WHAT IS EXPECTED: For each line of the data that includes the word "AppResult", copy the line.

───── DATA SUPPLIED ─────

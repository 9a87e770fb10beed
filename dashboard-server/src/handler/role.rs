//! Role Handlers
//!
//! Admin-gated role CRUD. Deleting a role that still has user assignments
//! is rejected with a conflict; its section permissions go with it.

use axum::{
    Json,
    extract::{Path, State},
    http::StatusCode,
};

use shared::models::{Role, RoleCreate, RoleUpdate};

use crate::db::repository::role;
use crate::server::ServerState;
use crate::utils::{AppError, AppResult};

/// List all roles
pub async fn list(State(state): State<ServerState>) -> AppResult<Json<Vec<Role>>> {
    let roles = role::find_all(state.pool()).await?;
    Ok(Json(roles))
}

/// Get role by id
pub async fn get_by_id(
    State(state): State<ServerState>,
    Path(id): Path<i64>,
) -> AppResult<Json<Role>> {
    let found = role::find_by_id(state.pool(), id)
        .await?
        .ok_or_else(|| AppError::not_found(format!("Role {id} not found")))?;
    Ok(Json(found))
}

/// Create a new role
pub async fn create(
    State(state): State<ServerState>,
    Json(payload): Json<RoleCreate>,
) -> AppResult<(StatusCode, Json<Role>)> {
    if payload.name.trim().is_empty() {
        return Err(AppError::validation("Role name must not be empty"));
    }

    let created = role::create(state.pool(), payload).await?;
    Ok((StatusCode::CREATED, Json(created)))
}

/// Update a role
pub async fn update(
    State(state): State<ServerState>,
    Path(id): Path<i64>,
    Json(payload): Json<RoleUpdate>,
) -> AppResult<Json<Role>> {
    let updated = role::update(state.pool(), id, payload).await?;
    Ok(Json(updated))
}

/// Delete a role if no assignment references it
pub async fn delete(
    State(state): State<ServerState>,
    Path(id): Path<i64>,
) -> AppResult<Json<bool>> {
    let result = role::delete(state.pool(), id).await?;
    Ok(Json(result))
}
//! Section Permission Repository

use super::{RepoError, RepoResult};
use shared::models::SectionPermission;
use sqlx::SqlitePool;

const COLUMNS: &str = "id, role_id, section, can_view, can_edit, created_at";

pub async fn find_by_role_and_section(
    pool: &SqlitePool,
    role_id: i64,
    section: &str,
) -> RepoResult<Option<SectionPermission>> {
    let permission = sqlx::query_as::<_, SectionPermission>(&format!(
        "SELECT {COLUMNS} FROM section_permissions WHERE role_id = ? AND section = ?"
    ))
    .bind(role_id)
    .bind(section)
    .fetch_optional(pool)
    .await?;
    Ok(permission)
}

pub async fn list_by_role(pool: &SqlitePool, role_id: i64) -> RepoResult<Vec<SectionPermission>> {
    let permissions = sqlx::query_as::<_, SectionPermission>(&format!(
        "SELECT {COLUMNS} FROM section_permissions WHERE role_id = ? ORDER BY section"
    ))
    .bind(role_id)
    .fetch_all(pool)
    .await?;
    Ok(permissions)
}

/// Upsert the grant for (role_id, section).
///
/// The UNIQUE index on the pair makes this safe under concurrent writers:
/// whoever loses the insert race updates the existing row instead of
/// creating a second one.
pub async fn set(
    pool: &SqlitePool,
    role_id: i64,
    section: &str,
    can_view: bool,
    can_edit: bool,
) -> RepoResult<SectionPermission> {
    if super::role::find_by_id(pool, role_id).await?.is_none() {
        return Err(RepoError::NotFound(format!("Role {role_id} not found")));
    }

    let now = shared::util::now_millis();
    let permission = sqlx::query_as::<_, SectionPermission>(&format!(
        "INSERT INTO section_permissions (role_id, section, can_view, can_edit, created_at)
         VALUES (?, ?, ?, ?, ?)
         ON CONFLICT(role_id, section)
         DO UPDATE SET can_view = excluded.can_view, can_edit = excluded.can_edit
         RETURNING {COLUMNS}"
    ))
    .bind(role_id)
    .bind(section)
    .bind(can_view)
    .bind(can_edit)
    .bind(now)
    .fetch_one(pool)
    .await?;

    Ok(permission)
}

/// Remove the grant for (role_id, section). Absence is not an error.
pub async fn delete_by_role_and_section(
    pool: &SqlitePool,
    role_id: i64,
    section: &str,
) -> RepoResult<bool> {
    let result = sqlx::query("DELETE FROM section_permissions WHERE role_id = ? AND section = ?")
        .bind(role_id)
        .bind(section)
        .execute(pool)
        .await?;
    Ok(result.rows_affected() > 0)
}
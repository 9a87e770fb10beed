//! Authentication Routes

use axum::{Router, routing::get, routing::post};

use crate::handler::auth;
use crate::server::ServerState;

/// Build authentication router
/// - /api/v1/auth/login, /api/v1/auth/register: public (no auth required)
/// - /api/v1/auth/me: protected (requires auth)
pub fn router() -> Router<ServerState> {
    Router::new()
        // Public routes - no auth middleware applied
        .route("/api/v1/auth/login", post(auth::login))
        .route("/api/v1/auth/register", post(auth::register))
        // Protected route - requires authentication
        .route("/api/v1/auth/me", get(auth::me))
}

─────

EXERCISE SOLUTION:
use crate::utils::{AppError, AppResult};
pub async fn list(State(state): State<ServerState>) -> AppResult<Json<Vec<Role>>> {
) -> AppResult<Json<Role>> {
) -> AppResult<(StatusCode, Json<Role>)> {
) -> AppResult<Json<Role>> {
) -> AppResult<Json<bool>> {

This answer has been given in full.